Chemoprevention of Anal Neoplasia Arising Secondary to Anogenital Human Papillomavirus Infection in Persons With HIV Infection.

PRIMARY: In Phase I, to define a broadly tolerable dose of isotretinoin that can be used in combination with interferon alfa-2a (IFN alfa-2a). In Phase II, to determine trends in efficacy of isotretinoin alone or in combination with IFN alfa-2a as chemoprevention (preventing progression or recurrence) of anal intraepithelial neoplasia ( AIN ) / squamous intraepithelial lesions ( SIL ) in patients with HIV infection.

SECONDARY: To evaluate the effects of isotretinoin alone or in combination with IFN alfa-2a on immune function markers, human papillomavirus (HPV) type, and HPV DNA levels.

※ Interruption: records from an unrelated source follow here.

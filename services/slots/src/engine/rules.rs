//! Payout rules, checked in priority order; the first match decides.

use rust_decimal::Decimal;
use shared::{BONUS_SYMBOL, PREMIUM_SYMBOL};

use crate::domain::{ReelOutcome, Reels, WinRule};

pub fn evaluate(reels: Reels) -> ReelOutcome {
    let (rule, multiplier) = classify(reels);
    ReelOutcome {
        reels,
        is_win: multiplier > Decimal::ZERO,
        multiplier,
        triggers_bonus: reels.iter().all(|symbol| *symbol == BONUS_SYMBOL),
        rule,
    }
}

pub fn is_win(reels: Reels) -> bool {
    classify(reels).0 != WinRule::NoWin
}

fn classify(reels: Reels) -> (WinRule, Decimal) {
    let [left, middle, right] = reels;

    if left == middle && middle == right {
        return match middle {
            PREMIUM_SYMBOL => (WinRule::Jackpot, Decimal::from(100)),
            BONUS_SYMBOL => (WinRule::BonusTriple, Decimal::from(50)),
            _ => (WinRule::Triple, Decimal::from(20)),
        };
    }

    // Either neighbour pair shares the middle symbol.
    if left == middle || middle == right {
        let multiplier = if middle == PREMIUM_SYMBOL { 5 } else { 3 };
        return (WinRule::AdjacentPair, Decimal::from(multiplier));
    }

    let mut sorted = reels;
    sorted.sort_unstable();
    if sorted == [0, 1, 2] {
        return (WinRule::Straight, Decimal::from(10));
    }

    if reels.contains(&PREMIUM_SYMBOL) {
        return (WinRule::PremiumScatter, Decimal::from(2));
    }

    (WinRule::NoWin, Decimal::ZERO)
}
impl Settlement {
    async fn run(self) -> Result<SpinResult> {
        // Declared before the lock guard so it drops after it.
        let mut recovery = SpinRecovery {
            spin_id: self.spin_id,
            state: Arc::clone(&self.state),
            notifications: self.notifications.clone(),
            armed: true,
        };

        tokio::time::sleep(self.delay).await;

        let mut state = self.state.lock().await;
        let outcome = draw_reels(&mut *state.random);
        let ledger_before = state.ledger.clone();

        let settled = state
            .machine
            .apply(SpinEvent::Resolve(outcome))
            .and_then(|(resolved, effects)| {
                execute(&mut state.ledger, &effects)?;
                let result = build_result(self.spin_id, &resolved, &effects, &state.ledger)?;
                let (idle, _) = resolved.apply(SpinEvent::Finish)?;
                Ok((idle, result, effects))
            });

        let (idle, result, effects) = match settled {
            Ok(settled) => settled,
            Err(e) => {
                state.ledger = ledger_before;
                abandon_spin(self.spin_id, &mut state, &self.notifications);
                recovery.armed = false;
                return Err(reject(
                    &self.notifications,
                    SessionError::SettlementFailed {
                        spin_id: self.spin_id.to_string(),
                        reason: e.to_string(),
                    },
                ));
            }
        };
        state.machine = idle;
        recovery.armed = false;

        let notification =
            spin_notification(&result, &effects, state.ledger.display_fiat(), &self.rates);
        drop(state);

        record_spin(&result, &effects);
        self.notifications.emit(notification);
        Ok(result)
    }
}

/// Returns the session to `Idle` and refunds the stake if a settlement task
/// unwinds before finishing.
struct SpinRecovery {
    spin_id: SpinId,
    state: Arc<Mutex<SessionState>>,
    notifications: NotificationHub,
    armed: bool,
}
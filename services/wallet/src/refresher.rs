//! Background exchange-rate refresher
//!
//! Periodically pulls rates from a provider and merges them into the shared
//! table. A failed refresh never clears the table; the previous rates stay in
//! force until a fetch succeeds.

use rust_decimal::Decimal;
use std::collections::HashMap;
use std::sync::atomic::{AtomicU32, Ordering};
use std::sync::Arc;
use std::time::Duration;
use tokio::task::JoinHandle;
use tokio::time::{interval, MissedTickBehavior};
use tokio_util::sync::CancellationToken;
use tracing::{debug, info, warn};

use shared::{MAX_RATE_FETCH_RETRIES, RATE_BREAKER_FAILURE_THRESHOLD, RATE_BREAKER_RESET_SECS};

use crate::circuit_breaker::{CircuitBreaker, CircuitBreakerError};
use crate::errors::RateError;
use crate::rates::{RateProvider, RateTable};
use crate::retry_strategy::RetryStrategy;

pub type RefreshError = CircuitBreakerError<RateError>;

pub struct RateRefresher {
    provider: Arc<dyn RateProvider>,
    table: RateTable,
    circuit_breaker: CircuitBreaker,
    retry_strategy: RetryStrategy,
    interval: Duration,
}

impl RateRefresher {
    pub fn new(provider: Arc<dyn RateProvider>, table: RateTable, interval: Duration) -> Self {
        Self {
            provider,
            table,
            circuit_breaker: CircuitBreaker::new(
                RATE_BREAKER_FAILURE_THRESHOLD,
                Duration::from_secs(RATE_BREAKER_RESET_SECS),
            ),
            retry_strategy: RetryStrategy::new(MAX_RATE_FETCH_RETRIES),
            interval,
        }
    }

    pub fn with_retry_strategy(mut self, retry_strategy: RetryStrategy) -> Self {
        self.retry_strategy = retry_strategy;
        self
    }

    pub fn with_circuit_breaker(mut self, circuit_breaker: CircuitBreaker) -> Self {
        self.circuit_breaker = circuit_breaker;
        self
    }

    /// Fetch once (with retries) and merge into the table.
    ///
    /// Returns the number of rates that were taken from the provider.
    pub async fn refresh_once(&self) -> Result<usize, RefreshError> {
        let fetched = self
            .circuit_breaker
            .call(|| self.fetch_with_retry())
            .await?;

        let applied = self.table.apply(&fetched).await;
        info!(applied, fetched = fetched.len(), "Exchange rates updated");
        Ok(applied)
    }

    async fn fetch_with_retry(&self) -> Result<HashMap<String, Decimal>, RateError> {
        let provider = &self.provider;
        let strategy = &self.retry_strategy;
        let attempts = AtomicU32::new(0);
        let attempts = &attempts;

        backoff::future::retry(strategy.create_backoff(), || async move {
            let attempt = attempts.fetch_add(1, Ordering::SeqCst) + 1;
            match provider.fetch_rates().await {
                Ok(rates) => Ok(rates),
                Err(e) if strategy.is_retryable_error(&e) && strategy.should_retry(attempt) => {
                    debug!(attempt, error = %e, "Rate fetch failed, retrying");
                    Err(backoff::Error::transient(e))
                }
                Err(e) => Err(backoff::Error::permanent(e)),
            }
        })
        .await
    }

    /// Refresh on every tick until `cancel` fires. The first tick is immediate.
    pub async fn run(self, cancel: CancellationToken) {
        info!(interval_seconds = self.interval.as_secs(), "Rate refresher starting");

        let mut ticker = interval(self.interval);
        ticker.set_missed_tick_behavior(MissedTickBehavior::Delay);

        loop {
            tokio::select! {
                _ = cancel.cancelled() => break,
                _ = ticker.tick() => {}
            }

            match self.refresh_once().await {
                Ok(_) => {}
                Err(CircuitBreakerError::Open) => {
                    warn!("Rate circuit breaker is open, keeping previous rates");
                    metrics::counter!("wallet_rate_refresh_skipped_total").increment(1);
                }
                Err(CircuitBreakerError::OperationFailed(e)) => {
                    warn!(error = %e, "Rate refresh failed, keeping previous rates");
                    metrics::counter!("wallet_rate_refresh_failures_total").increment(1);
                }
            }
        }

        info!("Rate refresher stopped");
    }

    pub fn spawn(self, cancel: CancellationToken) -> JoinHandle<()> {
        tokio::spawn(self.run(cancel))
    }
}
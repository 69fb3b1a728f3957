/// Shared constants for the slot session and wallet crates
///
/// This module centralizes the fixed tables and tuning defaults so the engine,
/// the ledger and the driver binary never disagree about them.

/// Fractional digits kept for balances denominated in asset units.
pub const ASSET_DECIMALS: u32 = 8;

/// Fractional digits used when an amount is expressed in fiat (USD).
pub const FIAT_DECIMALS: u32 = 2;

/// Number of reels in a spin.
pub const REEL_COUNT: usize = 3;

/// Size of the reel symbol set (indices 0..SYMBOL_COUNT).
pub const SYMBOL_COUNT: u8 = 6;

/// The premium symbol. Three of them is the jackpot.
pub const PREMIUM_SYMBOL: u8 = 0;

/// The bonus symbol. Three of them starts (or extends) a bonus round.
pub const BONUS_SYMBOL: u8 = 5;

/// Free spins granted by a bonus trigger, and added again by each re-trigger.
pub const BONUS_FREE_SPINS: u32 = 10;

/// Upper bound on rejection-sampling attempts for a single draw.
///
/// With a win probability near one half this is never reached by a fair source.
pub const MAX_REJECTION_ATTEMPTS: usize = 1_000;

/// Default max bet, in whole USD, converted to asset units per play.
pub const DEFAULT_MAX_BET_FIAT: u64 = 10;

/// Default delay between a debit and the outcome being resolved.
pub const DEFAULT_SPIN_DELAY_MS: u64 = 2_000;

/// Default auto-play cadence.
pub const DEFAULT_AUTOPLAY_INTERVAL_MS: u64 = 3_000;

/// Default interval between exchange-rate refreshes (5 minutes).
pub const DEFAULT_RATE_REFRESH_SECS: u64 = 300;

/// Delay before the introductory tip lands.
pub const DEFAULT_TIP_DELAY_MS: u64 = 2_000;

/// Introductory tip range in whole USD, `[min, max)`.
pub const TIP_MIN_FIAT: u64 = 20;
pub const TIP_MAX_FIAT: u64 = 100;

/// Assets eligible for the introductory tip.
pub const TIP_ELIGIBLE_ASSETS: [&str; 3] = ["TRX", "XRP", "LTC"];

/// Asset selected when a session starts.
pub const DEFAULT_ASSET: &str = "ETH";

/// Starting asset set: (symbol, display name). Order is preserved for display.
pub const STARTING_ASSETS: [(&str, &str); 7] = [
    ("ETH", "Ethereum"),
    ("BTC", "Bitcoin"),
    ("USDT", "Tether"),
    ("USDC", "USD Coin"),
    ("XRP", "Ripple"),
    ("LTC", "Litecoin"),
    ("TRX", "TRON"),
];

/// Consecutive provider failures before the rate circuit breaker opens.
pub const RATE_BREAKER_FAILURE_THRESHOLD: u64 = 5;

/// Seconds an open rate circuit breaker waits before a half-open probe.
pub const RATE_BREAKER_RESET_SECS: u64 = 60;

/// Maximum attempts for a single rate refresh before giving up until the next tick.
pub const MAX_RATE_FETCH_RETRIES: u32 = 3;
use rust_decimal::Decimal;

#[derive(Debug, Clone, PartialEq, thiserror::Error)]
pub enum WalletError {
    #[error("Unknown asset: {0}")]
    UnknownAsset(String),

    #[error("Insufficient {symbol} balance: required {required}, available {available}")]
    InsufficientBalance {
        symbol: String,
        required: Decimal,
        available: Decimal,
    },

    #[error("Amount must not be negative: {0}")]
    NegativeAmount(Decimal),

    #[error("Invalid rate for {symbol}: {rate}")]
    InvalidRate { symbol: String, rate: Decimal },
}

/// Failures reported by a rate provider.
#[derive(Debug, Clone, PartialEq, Eq, thiserror::Error)]
pub enum RateError {
    #[error("Rate provider unavailable: {0}")]
    Unavailable(String),

    #[error("Rate provider timed out after {0} ms")]
    Timeout(u64),

    #[error("Malformed rate data: {0}")]
    Malformed(String),
}

pub type Result<T> = std::result::Result<T, WalletError>;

Patients with HIV infection have a significant risk of recurrence following local ablation of intraepithelial neoplasia; thus, anogenital epithelial may become an increasingly important cause of morbidity, and possibly mortality, as the HIV epidemic matures. Clinical studies of non-HIV-infected subjects have established that synthetic retinoids inhibit the progression of epithelial preneoplastic conditions and some neoplastic states.

Patients with HIV infection have a significant risk of recurrence following local ablation of intraepithelial neoplasia; thus, anogenital epithelial may become an increasingly important cause of morbidity, and possibly mortality, as the HIV epidemic matures. Clinical studies of non-HIV-infected subjects have established that synthetic retinoids inhibit the progression of epithelial preneoplastic conditions and some neoplastic states.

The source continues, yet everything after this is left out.